How does cloud encryption impact application performance?

Encryption can introduce latency and CPU overhead, especially during encryption/decryption operations. But the impact depends on:

  • Encryption method 
  • Key management complexity
  • Hardware acceleration 

How should teams decide? Here’s a quick guide: 

For storage-heavy workloads, use AES-NI accelerated disk encryption to reduce read/write latency.

For high-traffic apps, offload TLS encryption to dedicated hardware or cloud-native security services.

In API-heavy environments, optimize key storage and API signing methods to prevent unnecessary cryptographic load.

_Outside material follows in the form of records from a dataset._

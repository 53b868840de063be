use std::collections::{BTreeMap, HashMap};
use std::sync::atomic::{AtomicUsize, Ordering};
use std::sync::Arc;

use parking_lot::RwLock;
use tracing::{debug, info};

use jobgate_auth::{IdentityStore, IdentityStoreError, VerifiedUser};
use jobgate_core::{StoreName, UserId};

use super::r#trait::{
    Account, Datastore, DocumentRenderer, RenderError, RenderOutput, RenderRequest, StoreError,
    StoreProvisioner, TransactionScope,
};

/// Render function registered for one document kind.
pub type RenderFn =
    Arc<dyn Fn(&StoreName, UserId, &RenderRequest) -> Result<RenderOutput, RenderError> + Send + Sync>;

/// Kind rendered by the backend itself: a CSV of the store's accounts.
pub const ACCOUNTS_REPORT: &str = "store.accounts";

const ADMIN_LOGIN: &str = "admin";

#[derive(Debug, Clone)]
struct UserRecord {
    id: UserId,
    password: String,
    name: String,
    active: bool,
    lang: Option<String>,
}

#[derive(Debug, Clone, Default)]
struct StoreData {
    initialized: bool,
    demo: bool,
    languages: Vec<String>,
    users: BTreeMap<String, UserRecord>,
}

impl StoreData {
    fn add_user(&mut self, login: &str, password: &str, name: &str, active: bool) {
        let id = UserId::new(self.users.len() as i64 + 1);
        self.users.insert(
            login.to_string(),
            UserRecord {
                id,
                password: password.to_string(),
                name: name.to_string(),
                active,
                lang: None,
            },
        );
    }
}

/// Counts of transactional scope operations, for tests and diagnostics.
#[derive(Debug, Clone, Copy, Default, PartialEq, Eq, serde::Serialize)]
pub struct ScopeStats {
    pub opened: usize,
    pub committed: usize,
    pub closed: usize,
}

#[derive(Debug, Default)]
struct ScopeCounters {
    opened: AtomicUsize,
    committed: AtomicUsize,
    closed: AtomicUsize,
}

/// In-memory implementation of every store collaborator.
///
/// Intended for tests/dev. Scopes apply writes immediately; commit and close
/// are only accounted.
#[derive(Clone, Default)]
pub struct InMemoryBackend {
    stores: Arc<RwLock<HashMap<StoreName, StoreData>>>,
    renderers: Arc<RwLock<HashMap<String, RenderFn>>>,
    counters: Arc<ScopeCounters>,
}

impl InMemoryBackend {
    pub fn new() -> Self {
        Self::default()
    }

    /// Register a render function for `kind`, replacing any previous one.
    pub fn register_renderer<F>(&self, kind: impl Into<String>, render: F)
    where
        F: Fn(&StoreName, UserId, &RenderRequest) -> Result<RenderOutput, RenderError> + Send + Sync + 'static,
    {
        self.renderers.write().insert(kind.into(), Arc::new(render));
    }

    /// Create an initialized store holding an active `admin` user, bypassing provisioning.
    pub fn seed_store(&self, name: &StoreName, admin_password: &str) {
        let mut data = StoreData {
            initialized: true,
            ..StoreData::default()
        };
        data.add_user(ADMIN_LOGIN, admin_password, "Administrator", true);
        self.stores.write().insert(name.clone(), data);
    }

    /// Add a user to an existing store; returns its id.
    pub fn add_user(&self, store: &StoreName, login: &str, password: &str, active: bool) -> Result<UserId, StoreError> {
        let mut stores = self.stores.write();
        let data = stores.get_mut(store).ok_or_else(|| StoreError::NotFound(store.clone()))?;
        data.add_user(login, password, login, active);
        data.users
            .get(login)
            .map(|u| u.id)
            .ok_or_else(|| StoreError::Backend(format!("user {login} vanished")))
    }

    pub fn installed_languages(&self, store: &StoreName) -> Vec<String> {
        self.stores
            .read()
            .get(store)
            .map(|d| d.languages.clone())
            .unwrap_or_default()
    }

    pub fn scope_stats(&self) -> ScopeStats {
        ScopeStats {
            opened: self.counters.opened.load(Ordering::SeqCst),
            committed: self.counters.committed.load(Ordering::SeqCst),
            closed: self.counters.closed.load(Ordering::SeqCst),
        }
    }

    fn with_store<T>(
        &self,
        name: &StoreName,
        f: impl FnOnce(&mut StoreData) -> Result<T, StoreError>,
    ) -> Result<T, StoreError> {
        let mut stores = self.stores.write();
        let data = stores.get_mut(name).ok_or_else(|| StoreError::NotFound(name.clone()))?;
        f(data)
    }

    fn render_accounts(&self, store: &StoreName) -> Result<RenderOutput, RenderError> {
        let stores = self.stores.read();
        let data = stores.get(store).ok_or_else(|| StoreError::NotFound(store.clone()))?;
        if data.users.is_empty() {
            return Ok(RenderOutput {
                artifact: None,
                format: "csv".to_string(),
            });
        }
        let mut csv = String::from("id,login,name,active\n");
        for (login, user) in &data.users {
            csv.push_str(&format!("{},{},{},{}\n", user.id, login, user.name, user.active));
        }
        Ok(RenderOutput {
            artifact: Some(csv.into_bytes()),
            format: "csv".to_string(),
        })
    }
}

impl std::fmt::Debug for InMemoryBackend {
    fn fmt(&self, f: &mut std::fmt::Formatter<'_>) -> std::fmt::Result {
        f.debug_struct("InMemoryBackend")
            .field("stores", &self.stores.read().len())
            .field("renderers", &self.renderers.read().len())
            .field("scopes", &self.scope_stats())
            .finish()
    }
}

struct InMemoryScope {
    store: StoreName,
    counters: Arc<ScopeCounters>,
    closed: bool,
}

impl TransactionScope for InMemoryScope {
    fn store(&self) -> &StoreName {
        &self.store
    }

    fn commit(&mut self) -> Result<(), StoreError> {
        if self.closed {
            return Err(StoreError::ScopeClosed);
        }
        self.counters.committed.fetch_add(1, Ordering::SeqCst);
        Ok(())
    }

    fn close(&mut self) {
        if !self.closed {
            self.closed = true;
            self.counters.closed.fetch_add(1, Ordering::SeqCst);
        }
    }
}

impl Datastore for InMemoryBackend {
    fn open(&self, store: &StoreName) -> Result<Box<dyn TransactionScope>, StoreError> {
        if !self.stores.read().contains_key(store) {
            return Err(StoreError::NotFound(store.clone()));
        }
        self.counters.opened.fetch_add(1, Ordering::SeqCst);
        Ok(Box::new(InMemoryScope {
            store: store.clone(),
            counters: Arc::clone(&self.counters),
            closed: false,
        }))
    }
}

fn valid_language(lang: &str) -> bool {
    let bytes = lang.as_bytes();
    match bytes.len() {
        2 => bytes.iter().all(u8::is_ascii_lowercase),
        5 => {
            bytes[..2].iter().all(u8::is_ascii_lowercase)
                && bytes[2] == b'_'
                && bytes[3..].iter().all(u8::is_ascii_uppercase)
        }
        _ => false,
    }
}

impl StoreProvisioner for InMemoryBackend {
    fn create_empty_store(&self, name: &StoreName) -> Result<(), StoreError> {
        let mut stores = self.stores.write();
        if stores.contains_key(name) {
            return Err(StoreError::AlreadyExists(name.clone()));
        }
        stores.insert(name.clone(), StoreData::default());
        info!(store = %name, "store created");
        Ok(())
    }

    fn drop_store(&self, name: &StoreName) -> Result<(), StoreError> {
        self.stores
            .write()
            .remove(name)
            .map(|_| info!(store = %name, "store dropped"))
            .ok_or_else(|| StoreError::NotFound(name.clone()))
    }

    fn rename_store(&self, old: &StoreName, new: &StoreName) -> Result<(), StoreError> {
        let mut stores = self.stores.write();
        if stores.contains_key(new) {
            return Err(StoreError::AlreadyExists(new.clone()));
        }
        let data = stores.remove(old).ok_or_else(|| StoreError::NotFound(old.clone()))?;
        stores.insert(new.clone(), data);
        info!(from = %old, to = %new, "store renamed");
        Ok(())
    }

    fn store_exists(&self, name: &StoreName) -> Result<bool, StoreError> {
        Ok(self.stores.read().contains_key(name))
    }

    fn list_stores(&self) -> Result<Vec<StoreName>, StoreError> {
        let mut names: Vec<StoreName> = self.stores.read().keys().cloned().collect();
        names.sort();
        Ok(names)
    }

    fn initialize_schema(&self, scope: &mut dyn TransactionScope, demo: bool) -> Result<(), StoreError> {
        self.with_store(scope.store(), |data| {
            if data.initialized {
                return Err(StoreError::Backend("schema already initialized".to_string()));
            }
            data.initialized = true;
            data.demo = demo;
            data.add_user(ADMIN_LOGIN, ADMIN_LOGIN, "Administrator", false);
            if demo {
                data.add_user("demo", "demo", "Demo User", true);
            }
            debug!(store = %scope.store(), demo, "baseline schema loaded");
            Ok(())
        })
    }

    fn install_language(&self, scope: &mut dyn TransactionScope, lang: &str) -> Result<(), StoreError> {
        if !valid_language(lang) {
            return Err(StoreError::Backend(format!("unknown language: {lang}")));
        }
        self.with_store(scope.store(), |data| {
            if !data.languages.iter().any(|l| l == lang) {
                data.languages.push(lang.to_string());
            }
            Ok(())
        })
    }

    fn set_admin_credential(
        &self,
        scope: &mut dyn TransactionScope,
        password: &str,
        lang: Option<&str>,
    ) -> Result<(), StoreError> {
        self.with_store(scope.store(), |data| {
            let admin = data
                .users
                .get_mut(ADMIN_LOGIN)
                .ok_or_else(|| StoreError::Backend("administrator account missing".to_string()))?;
            admin.password = password.to_string();
            admin.lang = lang.map(str::to_string);
            admin.active = true;
            Ok(())
        })
    }

    fn list_accounts(&self, scope: &mut dyn TransactionScope) -> Result<Vec<Account>, StoreError> {
        self.with_store(scope.store(), |data| {
            Ok(data
                .users
                .iter()
                .map(|(login, user)| Account {
                    login: login.clone(),
                    name: user.name.clone(),
                })
                .collect())
        })
    }
}

impl IdentityStore for InMemoryBackend {
    fn verify(
        &self,
        store: &StoreName,
        login: &str,
        password: &str,
    ) -> Result<Option<VerifiedUser>, IdentityStoreError> {
        let stores = self.stores.read();
        let data = stores
            .get(store)
            .ok_or_else(|| IdentityStoreError::StoreNotFound(store.clone()))?;
        Ok(data
            .users
            .get(login)
            .filter(|u| u.password == password)
            .map(|u| VerifiedUser {
                user_id: u.id,
                active: u.active,
            }))
    }
}

impl DocumentRenderer for InMemoryBackend {
    fn render(
        &self,
        scope: &mut dyn TransactionScope,
        user_id: UserId,
        request: &RenderRequest,
    ) -> Result<RenderOutput, RenderError> {
        if request.object_kind == ACCOUNTS_REPORT {
            return self.render_accounts(scope.store());
        }
        let render = self
            .renderers
            .read()
            .get(&request.object_kind)
            .cloned()
            .ok_or_else(|| RenderError::UnknownKind(request.object_kind.clone()))?;
        render(scope.store(), user_id, request)
    }
}
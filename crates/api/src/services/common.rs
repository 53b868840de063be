//! `common` service: login, version information, job statistics.

use std::sync::Arc;

use serde_json::{json, Value as JsonValue};

use jobgate_auth::{AuthDomain, CapabilityTable, CredentialResolver};
use jobgate_infra::jobs::JobSpawner;
use jobgate_infra::{ProvisioningService, RenderingService};

use crate::dispatch::{Dispatchable, HandlerResult, MethodTable, Params};

const ABOUT: &str = "jobgate: background job registry behind a capability-gated RPC dispatcher";

pub struct CommonService {
    capabilities: CapabilityTable,
    methods: MethodTable<Self>,
    resolver: Arc<CredentialResolver>,
    provisioning: Arc<ProvisioningService>,
    rendering: Arc<RenderingService>,
    spawner: Arc<dyn JobSpawner>,
}

impl CommonService {
    pub fn new(
        resolver: Arc<CredentialResolver>,
        provisioning: Arc<ProvisioningService>,
        rendering: Arc<RenderingService>,
        spawner: Arc<dyn JobSpawner>,
    ) -> Self {
        Self {
            capabilities: CapabilityTable::new()
                .allow(AuthDomain::Anonymous, ["login", "about", "version"])
                .allow(AuthDomain::Super, ["get_stats"]),
            methods: MethodTable::new()
                .plain("login", Self::login)
                .plain("about", Self::about)
                .plain("version", Self::version)
                .plain("get_stats", Self::get_stats),
            resolver,
            provisioning,
            rendering,
            spawner,
        }
    }

    /// `login(store, login, password) -> user_id | false`
    fn login(&self, params: Params) -> HandlerResult {
        let store: String = params.get(0, "store")?;
        let login: String = params.get(1, "login")?;
        let password: String = params.get(2, "password")?;

        match self.resolver.resolve(&login, &password, &store) {
            Ok(identity) => Ok(json!(identity.user_id())),
            Err(_) => Ok(JsonValue::Bool(false)),
        }
    }

    fn about(&self, _params: Params) -> HandlerResult {
        Ok(json!(ABOUT))
    }

    fn version(&self, _params: Params) -> HandlerResult {
        Ok(json!({
            "server_version": super::SERVER_VERSION,
            "protocol_version": super::PROTOCOL_VERSION,
        }))
    }

    fn get_stats(&self, _params: Params) -> HandlerResult {
        Ok(json!({
            "db": self.provisioning.stats(),
            "report": self.rendering.stats(),
            "workers": self.spawner.pool_stats(),
        }))
    }
}

impl Dispatchable for CommonService {
    fn name(&self) -> &'static str {
        "common"
    }

    fn capabilities(&self) -> &CapabilityTable {
        &self.capabilities
    }

    fn methods(&self) -> &MethodTable<Self> {
        &self.methods
    }
}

In advanced security use cases, from confidential computing to homomorphic encryption, expect significant performance trade-offs without purpose-built hardware.

When should organizations implement client-side encryption?

Organizations should use client-side encryption (CSE) when:

  • They require full control over encryption keys
  • Teed to meet strict regulatory requirements
  • They want to prevent cloud providers from accessing sensitive data. It’s commonly used in BYOK (Bring Your Own Key) and confidential computing models
  • They want consistent encryption across cloud providers or between on-prem and cloud or to guard against accidental exposure if cloud-side encryption settings are misconfigured.

What encryption standards should businesses use?

Choosing the right encryption standard depends on data sensitivity, compliance mandates, and performance considerations. However, there are some best practices that all organizations can use as starting points.

In general, businesses should use AES-256 for data at rest, TLS 1.3 for data in transit, and SHA-512 for data integrity verification. For compliance guidance, they should follow FIPS 140-2 (U.S.), ISO/IEC 27001 (global), and PCI DSS (financial transactions).